- [Exercise data]:
┏━━

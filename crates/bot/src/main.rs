//! skywatch-bot: watches published observing schedules and announces
//! each visit at the moment its observation window opens.
//!
//! Startup is the only place the process is allowed to die: the `.env`
//! file carrying the sink credentials must exist, and the four signing
//! secrets must be set. Everything after that is absorbed by the loop.

use std::time::Duration;

use clap::Parser;
use tracing::info;

use skywatch_core::config::{self, Config};
use skywatch_ingest::Ingestor;
use skywatch_notify::StatusNotifier;
use skywatch_schedule::persist::{self, StatePaths};

mod detect;
mod runner;

use runner::Runner;

/// Observation schedule bot: ingests published schedules and announces
/// visits as their windows open.
#[derive(Parser, Debug)]
#[command(name = "skywatch-bot", version, about)]
struct Cli {
    /// Seconds between window-detection passes.
    #[arg(long, env = "POLL_INTERVAL_SECS", default_value_t = 5)]
    poll_interval: u64,

    /// Seconds between schedule re-ingestion and state saves.
    #[arg(long, env = "REFRESH_INTERVAL_SECS", default_value_t = 3600)]
    refresh_interval: u64,
}

#[tokio::main]
async fn main() -> anyhow::Result<()> {
    tracing_subscriber::fmt()
        .with_env_filter(
            tracing_subscriber::EnvFilter::try_from_default_env()
                .unwrap_or_else(|_| tracing_subscriber::EnvFilter::new("info")),
        )
        .init();

    let cli = Cli::parse();

    let dotenv_path = config::load_dotenv()?;
    info!(path = %dotenv_path.display(), "loaded environment file");

    let config = Config::from_env()?;
    config.log_summary();

    let paths = StatePaths::in_dir(&config.storage.data_dir);
    let store = persist::load(&paths);

    let ingestor = Ingestor::new(config.source.clone());
    let notifier = StatusNotifier::new(&config.sink);

    let mut runner = Runner::new(
        store,
        ingestor,
        Box::new(notifier),
        paths,
        Duration::from_secs(cli.poll_interval),
        Duration::from_secs(cli.refresh_interval),
    );

    info!(
        poll_interval = cli.poll_interval,
        refresh_interval = cli.refresh_interval,
        "skywatch-bot starting"
    );
    runner.run().await;

    Ok(())
}
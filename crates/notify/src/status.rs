//! The status-post sink: a signed JSON POST per announcement.

use tracing::{debug, info, warn};

use skywatch_core::config::SinkConfig;

use crate::oauth1::Oauth1Signer;
use crate::traits::{DeliveryOutcome, Notifier, NotifyError};

/// Posts announcements as `{"text": ...}` to the configured endpoint,
/// signing each request with OAuth 1.0a.
#[derive(Debug)]
pub struct StatusNotifier {
    endpoint: String,
    signer: Oauth1Signer,
    client: reqwest::Client,
}

impl StatusNotifier {
    pub fn new(sink: &SinkConfig) -> Self {
        Self {
            endpoint: sink.endpoint.clone(),
            signer: Oauth1Signer::new(sink),
            client: reqwest::Client::new(),
        }
    }
}

/// Whether a rejection body reports the content as already delivered.
///
/// The sink flags repeats of semantically identical content; a resend
/// after a crash between send and flag-persist lands here and counts
/// as success.
fn is_duplicate_rejection(body: &str) -> bool {
    let detail = serde_json::from_str::<serde_json::Value>(body)
        .ok()
        .and_then(|v| v.get("detail").and_then(|d| d.as_str()).map(str::to_string));
    detail
        .unwrap_or_else(|| body.to_string())
        .to_ascii_lowercase()
        .contains("duplicate content")
}

#[async_trait::async_trait]
impl Notifier for StatusNotifier {
    async fn send(&self, text: &str) -> Result<DeliveryOutcome, NotifyError> {
        let authorization = self.signer.authorization_header("POST", &self.endpoint)?;

        let response = self
            .client
            .post(&self.endpoint)
            .header(reqwest::header::AUTHORIZATION, authorization)
            .json(&serde_json::json!({ "text": text }))
            .send()
            .await?;

        let status = response.status();
        if status.is_success() {
            debug!(%status, "announcement posted");
            return Ok(DeliveryOutcome::Delivered);
        }

        let body = response
            .text()
            .await
            .unwrap_or_else(|_| "<unreadable body>".to_string());

        if is_duplicate_rejection(&body) {
            info!(%status, "sink already has this announcement; treating as delivered");
            return Ok(DeliveryOutcome::Duplicate);
        }

        warn!(%status, body = %body, "sink rejected announcement");
        Err(NotifyError::Sink {
            status: status.as_u16(),
            body,
        })
    }

    fn channel_name(&self) -> &str {
        "status-post"
    }
}
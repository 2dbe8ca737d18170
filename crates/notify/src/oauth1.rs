//! OAuth 1.0a request signing (HMAC-SHA1) for the status-post sink.

use std::time::{SystemTime, UNIX_EPOCH};

use base64::engine::general_purpose::STANDARD as BASE64;
use base64::Engine as _;
use hmac::{Hmac, Mac};
use percent_encoding::{utf8_percent_encode, AsciiSet, NON_ALPHANUMERIC};
use rand::distr::Alphanumeric;
use rand::Rng;
use sha1::Sha1;

use skywatch_core::config::SinkConfig;

use crate::traits::NotifyError;

type HmacSha1 = Hmac<Sha1>;

/// RFC 3986 unreserved characters stay literal; everything else escapes.
const STRICT_ENCODE: &AsciiSet = &NON_ALPHANUMERIC
    .remove(b'-')
    .remove(b'.')
    .remove(b'_')
    .remove(b'~');

fn encode(text: &str) -> String {
    utf8_percent_encode(text, STRICT_ENCODE).to_string()
}

/// Signs requests with the consumer and access-token credential pair.
#[derive(Debug, Clone)]
pub struct Oauth1Signer {
    consumer_key: String,
    consumer_secret: String,
    access_token: String,
    access_token_secret: String,
}

impl Oauth1Signer {
    pub fn new(sink: &SinkConfig) -> Self {
        Self {
            consumer_key: sink.consumer_key.clone(),
            consumer_secret: sink.consumer_secret.clone(),
            access_token: sink.access_token.clone(),
            access_token_secret: sink.access_token_secret.clone(),
        }
    }

    /// Build the `Authorization` header for one request, with a fresh
    /// nonce and the current time.
    pub fn authorization_header(&self, method: &str, url: &str) -> Result<String, NotifyError> {
        let timestamp = SystemTime::now()
            .duration_since(UNIX_EPOCH)
            .map(|d| d.as_secs())
            .unwrap_or(0);
        let nonce: String = rand::rng()
            .sample_iter(&Alphanumeric)
            .take(32)
            .map(char::from)
            .collect();
        self.header_at(method, url, timestamp, &nonce, &[])
    }

    /// Deterministic variant: timestamp, nonce, and any extra request
    /// parameters supplied by the caller.
    fn header_at(
        &self,
        method: &str,
        url: &str,
        timestamp: u64,
        nonce: &str,
        extra_params: &[(&str, &str)],
    ) -> Result<String, NotifyError> {
        let timestamp = timestamp.to_string();
        let oauth_params = [
            ("oauth_consumer_key", self.consumer_key.as_str()),
            ("oauth_nonce", nonce),
            ("oauth_signature_method", "HMAC-SHA1"),
            ("oauth_timestamp", timestamp.as_str()),
            ("oauth_token", self.access_token.as_str()),
            ("oauth_version", "1.0"),
        ];

        let mut params: Vec<(&str, &str)> = oauth_params.to_vec();
        params.extend_from_slice(extra_params);
        let signature = self.sign(&signature_base_string(method, url, &params))?;

        let mut header_params: Vec<(&str, &str)> = oauth_params.to_vec();
        header_params.push(("oauth_signature", signature.as_str()));
        header_params.sort();

        let rendered: Vec<String> = header_params
            .iter()
            .map(|(k, v)| format!("{}=\"{}\"", k, encode(v)))
            .collect();
        Ok(format!("OAuth {}", rendered.join(", ")))
    }

    fn sign(&self, base: &str) -> Result<String, NotifyError> {
        let key = format!(
            "{}&{}",
            encode(&self.consumer_secret),
            encode(&self.access_token_secret)
        );
        let mut mac = HmacSha1::new_from_slice(key.as_bytes())
            .map_err(|e| NotifyError::Config(format!("signing key rejected: {e}")))?;
        mac.update(base.as_bytes());
        Ok(BASE64.encode(mac.finalize().into_bytes()))
    }
}

/// RFC 5849 §3.4.1: method, encoded URL, and the encoded-then-sorted
/// parameter string, joined with `&`.
fn signature_base_string(method: &str, url: &str, params: &[(&str, &str)]) -> String {
    let mut encoded: Vec<(String, String)> = params
        .iter()
        .map(|(k, v)| (encode(k), encode(v)))
        .collect();
    encoded.sort();
    let param_string: String = encoded
        .iter()
        .map(|(k, v)| format!("{k}={v}"))
        .collect::<Vec<_>>()
        .join("&");
    format!(
        "{}&{}&{}",
        method.to_uppercase(),
        encode(url),
        encode(&param_string)
    )
}

#[cfg(test)]
mod tests {
    use super::*;

    /// The worked example from the platform's request-signing docs.
    fn example_signer() -> Oauth1Signer {
        Oauth1Signer {
            consumer_key: "xvz1evFS4wEEPTGEFPHBog".to_string(),
            consumer_secret: "kAcSOqF21Fu85e7zjz7ZN2U4ZRhfV3WpwPAoE3Z7kBw".to_string(),
            access_token: "370773112-GmHxMAgYyLbNEtIKZeRNFsMKPR9EyMZeS9weJAEb".to_string(),
            access_token_secret: "LswwdoUaIvS8ltyTt5jkRh4J50vUPVVHtR2YPi5kE".to_string(),
        }
    }

    const EXAMPLE_NONCE: &str = "kYjzVBB8Y0ZFabxSWbWovY3uYSQ2pTgmZeNu2VS4cg";
    const EXAMPLE_TIMESTAMP: u64 = 1318622958;

    #[test]
    fn strict_encoding_escapes_reserved_characters() {
        assert_eq!(encode("Ladies + Gentlemen"), "Ladies%20%2B%20Gentlemen");
        assert_eq!(encode("An encoded string!"), "An%20encoded%20string%21");
        assert_eq!(encode("Dogs, Cats & Mice"), "Dogs%2C%20Cats%20%26%20Mice");
        assert_eq!(encode("unreserved-._~stays"), "unreserved-._~stays");
    }

    #[test]
    fn base_string_sorts_encoded_parameters() {
        let base = signature_base_string(
            "post",
            "https://example.com/send",
            &[("b", "2"), ("a", "1")],
        );
        assert_eq!(base, "POST&https%3A%2F%2Fexample.com%2Fsend&a%3D1%26b%3D2");
    }

    #[test]
    fn signature_matches_published_example() {
        let signer = example_signer();
        let params = [
            ("include_entities", "true"),
            ("status", "Hello Ladies + Gentlemen, a signed OAuth request!"),
        ];
        let base = signature_base_string(
            "POST",
            "https://api.twitter.com/1.1/statuses/update.json",
            &{
                let mut all = vec![
                    ("oauth_consumer_key", signer.consumer_key.as_str()),
                    ("oauth_nonce", EXAMPLE_NONCE),
                    ("oauth_signature_method", "HMAC-SHA1"),
                    ("oauth_timestamp", "1318622958"),
                    ("oauth_token", signer.access_token.as_str()),
                    ("oauth_version", "1.0"),
                ];
                all.extend_from_slice(&params);
                all
            },
        );
        assert_eq!(signer.sign(&base).unwrap(), "hCtSmYh+iHYCEqBWrE7C7hYmtUk=");
    }

    #[test]
    fn header_lists_sorted_oauth_fields() {
        let signer = example_signer();
        let header = signer
            .header_at(
                "POST",
                "https://api.twitter.com/2/tweets",
                EXAMPLE_TIMESTAMP,
                EXAMPLE_NONCE,
                &[],
            )
            .unwrap();

        assert!(header.starts_with("OAuth oauth_consumer_key=\"xvz1evFS4wEEPTGEFPHBog\""));
        let fields: Vec<&str> = header["OAuth ".len()..]
            .split(", ")
            .map(|f| f.split('=').next().unwrap())
            .collect();
        let mut sorted = fields.clone();
        sorted.sort();
        assert_eq!(fields, sorted);
        assert!(header.contains("oauth_signature_method=\"HMAC-SHA1\""));
        assert!(header.contains("oauth_timestamp=\"1318622958\""));
        assert!(header.contains("oauth_version=\"1.0\""));
        assert!(header.contains("oauth_signature=\""));
    }

    #[test]
    fn header_values_are_percent_encoded() {
        let mut signer = example_signer();
        signer.access_token = "token/with+specials".to_string();
        let header = signer
            .header_at(
                "POST",
                "https://example.com/send",
                EXAMPLE_TIMESTAMP,
                EXAMPLE_NONCE,
                &[],
            )
            .unwrap();
        assert!(header.contains("oauth_token=\"token%2Fwith%2Bspecials\""));
    }
}
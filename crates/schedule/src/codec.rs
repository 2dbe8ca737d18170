//! Parsers for the schedule's two ad-hoc textual time encodings.

use chrono::{DateTime, NaiveDateTime, TimeDelta, Utc};

use crate::error::ScheduleError;

/// Sentinel start-time phrase meaning the row inherits its timing from the
/// immediately preceding row. Such rows are dropped rather than resolved;
/// see the module notes in DESIGN.md.
const ATTACHED_SENTINEL: &str = "ATTACHED TO PRIME";

/// Timestamp layout used throughout the published schedules.
pub const START_TIME_FORMAT: &str = "%Y-%m-%dT%H:%M:%SZ";

/// Parse a `D/HH:MM:SS` duration into a non-negative time span.
///
/// Fails when the slash or colon split has the wrong arity or any
/// component is not an integer.
pub fn parse_duration(text: &str) -> Result<TimeDelta, ScheduleError> {
    let malformed = || ScheduleError::MalformedDuration(text.to_string());

    let (days_part, clock_part) = text.split_once('/').ok_or_else(malformed)?;
    if clock_part.contains('/') {
        return Err(malformed());
    }

    let days: i64 = days_part.trim().parse().map_err(|_| malformed())?;

    let mut clock = clock_part.split(':');
    let (hours, minutes, seconds) = match (clock.next(), clock.next(), clock.next(), clock.next()) {
        (Some(h), Some(m), Some(s), None) => {
            let hours: i64 = h.trim().parse().map_err(|_| malformed())?;
            let minutes: i64 = m.trim().parse().map_err(|_| malformed())?;
            let seconds: i64 = s.trim().parse().map_err(|_| malformed())?;
            (hours, minutes, seconds)
        }
        _ => return Err(malformed()),
    };

    let total_seconds = days
        .checked_mul(86_400)
        .and_then(|acc| hours.checked_mul(3_600).and_then(|h| acc.checked_add(h)))
        .and_then(|acc| minutes.checked_mul(60).and_then(|m| acc.checked_add(m)))
        .and_then(|acc| acc.checked_add(seconds))
        .filter(|total| *total >= 0)
        .ok_or_else(malformed)?;

    TimeDelta::try_seconds(total_seconds).ok_or_else(malformed)
}

/// Resolve a scheduled start time.
///
/// Returns `None` for an absent value, for the "attached to prime"
/// sentinel, and for text that does not parse as `YYYY-MM-DDTHH:MM:SSZ`.
/// Callers must treat `None` as "drop this row", not as an error.
pub fn parse_start_time(text: Option<&str>) -> Option<DateTime<Utc>> {
    let text = text?.trim();
    if text.is_empty() || text.contains(ATTACHED_SENTINEL) {
        return None;
    }

    NaiveDateTime::parse_from_str(text, START_TIME_FORMAT)
        .ok()
        .map(|naive| naive.and_utc())
}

┗━━

- [Task directions]:
With "already" as the string to look for, count the matching lines above and give the number by itself.

- [Finished exercise]:
2